■エンレイソウ(シュロソウ科)
待ち遠しかった春の到来です。道端の草花も愛おしく感じますが、少し奥まった山辺の芽吹きも見たくなる季節です。最近は鹿の食害でほとんどの草は消えてしまいましたが、春先だけは食害前の綺麗な姿が見られることもあります。半日か一日、少しだけでも奥深い山へ出かけて、いろいろな草の芽吹きに触れて、数日間余韻(よいん)に浸ったりするのも春の楽しみです。
エンレイソウ(延齢草)は姿が特異でよく目にとまる春先の深山植物です。以前はユリ科に分類されていましたが、現在はシュロソウ科となっています。属名のトリリアムのトリはラテン語の3で、直訳すると「3からなるユリ」となるそうです。

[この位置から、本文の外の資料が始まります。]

pub mod renderer;
use axum::{
    extract::{rejection::JsonRejection, Path, State},
    http::StatusCode,
    response::IntoResponse,
    Json,
};
use bigdecimal::BigDecimal;
use chrono::{DateTime, Utc};
use serde::{Deserialize, Serialize};
use utoipa::ToSchema;
use uuid::Uuid;

use crate::domain::{Transaction, TransactionStatus, TransactionType};
use crate::error::{AppError, ErrorBody};
use crate::services::{InitiateRequest, PollOutcome};
use crate::utils::sanitize::mask_phone;
use crate::AppState;

#[derive(Debug, Deserialize, ToSchema)]
pub struct InitiateTransactionRequest {
    pub user_id: Uuid,
    /// Decimal string or number, in source-currency units.
    #[schema(value_type = String, example = "1000")]
    pub source_amount: BigDecimal,
    #[schema(example = "0712345678")]
    pub mobile_number: String,
    #[schema(example = "TR7NHqjeKQxGTCi8q8ZY4pL8otSzgjLj6t")]
    pub wallet_address: String,
    #[serde(default)]
    pub direction: TransactionType,
}

#[derive(Debug, Serialize, ToSchema)]
pub struct InitiateTransactionResponse {
    pub transaction_id: Uuid,
    pub checkout_id: Option<String>,
    #[schema(value_type = String)]
    pub target_amount: BigDecimal,
    #[schema(value_type = String)]
    pub exchange_rate: BigDecimal,
    pub status: TransactionStatus,
    pub customer_message: Option<String>,
    /// Where to send tokens, for token -> mobile transactions.
    pub deposit_address: Option<String>,
}

/// Public view of a transaction. The mobile number is masked.
#[derive(Debug, Serialize, ToSchema)]
pub struct TransactionView {
    pub id: Uuid,
    #[serde(rename = "type")]
    pub kind: TransactionType,
    pub status: TransactionStatus,
    pub owner_id: Uuid,
    #[schema(value_type = String)]
    pub source_amount: BigDecimal,
    #[schema(value_type = String)]
    pub target_amount: BigDecimal,
    #[schema(value_type = String)]
    pub exchange_rate: BigDecimal,
    pub mobile_number: String,
    pub chain_wallet_address: String,
    pub gateway_checkout_id: Option<String>,
    pub gateway_receipt_id: Option<String>,
    pub chain_tx_hash: Option<String>,
    pub created_at: DateTime<Utc>,
    pub updated_at: DateTime<Utc>,
    pub completed_at: Option<DateTime<Utc>>,
}

impl From<Transaction> for TransactionView {
    fn from(tx: Transaction) -> Self {
        Self {
            id: tx.id,
            kind: tx.kind,
            status: tx.status,
            owner_id: tx.owner_id,
            source_amount: tx.source_amount,
            target_amount: tx.target_amount,
            exchange_rate: tx.exchange_rate,
            mobile_number: mask_phone(&tx.mobile_number),
            chain_wallet_address: tx.chain_wallet_address,
            gateway_checkout_id: tx.gateway_checkout_id,
            gateway_receipt_id: tx.gateway_receipt_id,
            chain_tx_hash: tx.chain_tx_hash,
            created_at: tx.created_at,
            updated_at: tx.updated_at,
            completed_at: tx.completed_at,
        }
    }
}

#[utoipa::path(
    post,
    path = "/transactions",
    request_body = InitiateTransactionRequest,
    responses(
        (status = 201, description = "Transaction created", body = InitiateTransactionResponse),
        (status = 400, description = "Invalid input", body = ErrorBody),
        (status = 422, description = "Payment request declined", body = ErrorBody),
        (status = 502, description = "Payment gateway unreachable", body = ErrorBody)
    ),
    tag = "Transactions"
)]
pub async fn initiate(
    State(state): State<AppState>,
    payload: Result<Json<InitiateTransactionRequest>, JsonRejection>,
) -> Result<impl IntoResponse, AppError> {
    let Json(payload) = payload.map_err(|e| AppError::BadRequest(e.body_text()))?;

    let outcome = state
        .orchestrator
        .initiate(InitiateRequest {
            owner_id: payload.user_id,
            source_amount: payload.source_amount,
            mobile_number: payload.mobile_number,
            wallet_address: payload.wallet_address,
            direction: payload.direction,
        })
        .await?;

    let tx = outcome.transaction;
    let response = InitiateTransactionResponse {
        transaction_id: tx.id,
        checkout_id: outcome.checkout_id,
        target_amount: tx.target_amount,
        exchange_rate: tx.exchange_rate,
        status: tx.status,
        customer_message: outcome.customer_message,
        deposit_address: outcome.deposit_address,
    };

    Ok((StatusCode::CREATED, Json(response)))
}

#[utoipa::path(
    get,
    path = "/transactions/{id}",
    params(("id" = Uuid, Path, description = "Transaction id")),
    responses(
        (status = 200, description = "Current snapshot", body = TransactionView),
        (status = 404, description = "Unknown transaction", body = ErrorBody)
    ),
    tag = "Transactions"
)]
pub async fn get_transaction(
    State(state): State<AppState>,
    Path(id): Path<Uuid>,
) -> Result<Json<TransactionView>, AppError> {
    let tx = state.orchestrator.poll_status(id).await?;
    Ok(Json(tx.into()))
}

#[utoipa::path(
    get,
    path = "/transactions/{id}/wait",
    params(("id" = Uuid, Path, description = "Transaction id")),
    responses(
        (status = 200, description = "Terminal snapshot", body = TransactionView),
        (status = 404, description = "Unknown transaction", body = ErrorBody),
        (status = 408, description = "Still not terminal at the deadline", body = ErrorBody)
    ),
    tag = "Transactions"
)]
pub async fn wait_for_transaction(
    State(state): State<AppState>,
    Path(id): Path<Uuid>,
) -> Result<Json<TransactionView>, AppError> {
    match state.poller.wait_for_terminal(&state.orchestrator, id).await? {
        PollOutcome::Terminal(tx) => Ok(Json(tx.into())),
        PollOutcome::TimedOut(last_seen) => Err(AppError::PollTimeout {
            status: last_seen.map(|tx| tx.status),
        }),
    }
}

#[utoipa::path(
    post,
    path = "/transactions/{id}/cancel",
    params(("id" = Uuid, Path, description = "Transaction id")),
    responses(
        (status = 200, description = "Cancelled", body = TransactionView),
        (status = 404, description = "Unknown transaction", body = ErrorBody),
        (status = 409, description = "Transaction is no longer pending", body = ErrorBody)
    ),
    tag = "Transactions"
)]
pub async fn cancel_transaction(
    State(state): State<AppState>,
    Path(id): Path<Uuid>,
) -> Result<Json<TransactionView>, AppError> {
    let tx = state.orchestrator.cancel(id).await?;
    Ok(Json(tx.into()))
}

冬期は地上部を枯らすエンレイソウは春先に高さ20~40cmの草質の茎を伸ばし、茎先に3枚の葉を広げます。葉には柄が無く、茎から直接葉を広げ、基部が菱形、先が急に尖る卵型形状で、直径、幅とも6~17cmの葉は3枚、4月頃葉の中心から短い柄を出して緑色か褐色の花を1輪、横向きにつけます。花弁も3枚ですが、これは萼(がく)なので花後も付いたままです。雄しべ雌しべはその内側の子房(しほう)にあり、子房は6月頃に黒熟し、直径1.5cmほどの丸い果実となります。内部には直径2.2mmの小さな種がたくさん入っています。
延齢草の名前は本種の根茎を煎じたものを漢方の胃腸薬として用いたことが語源となっているそうで、中国では現在も民間薬として利用されているそうですが、全草にサポニンという有毒成分が含まれているので、多用にはご注意とのことです。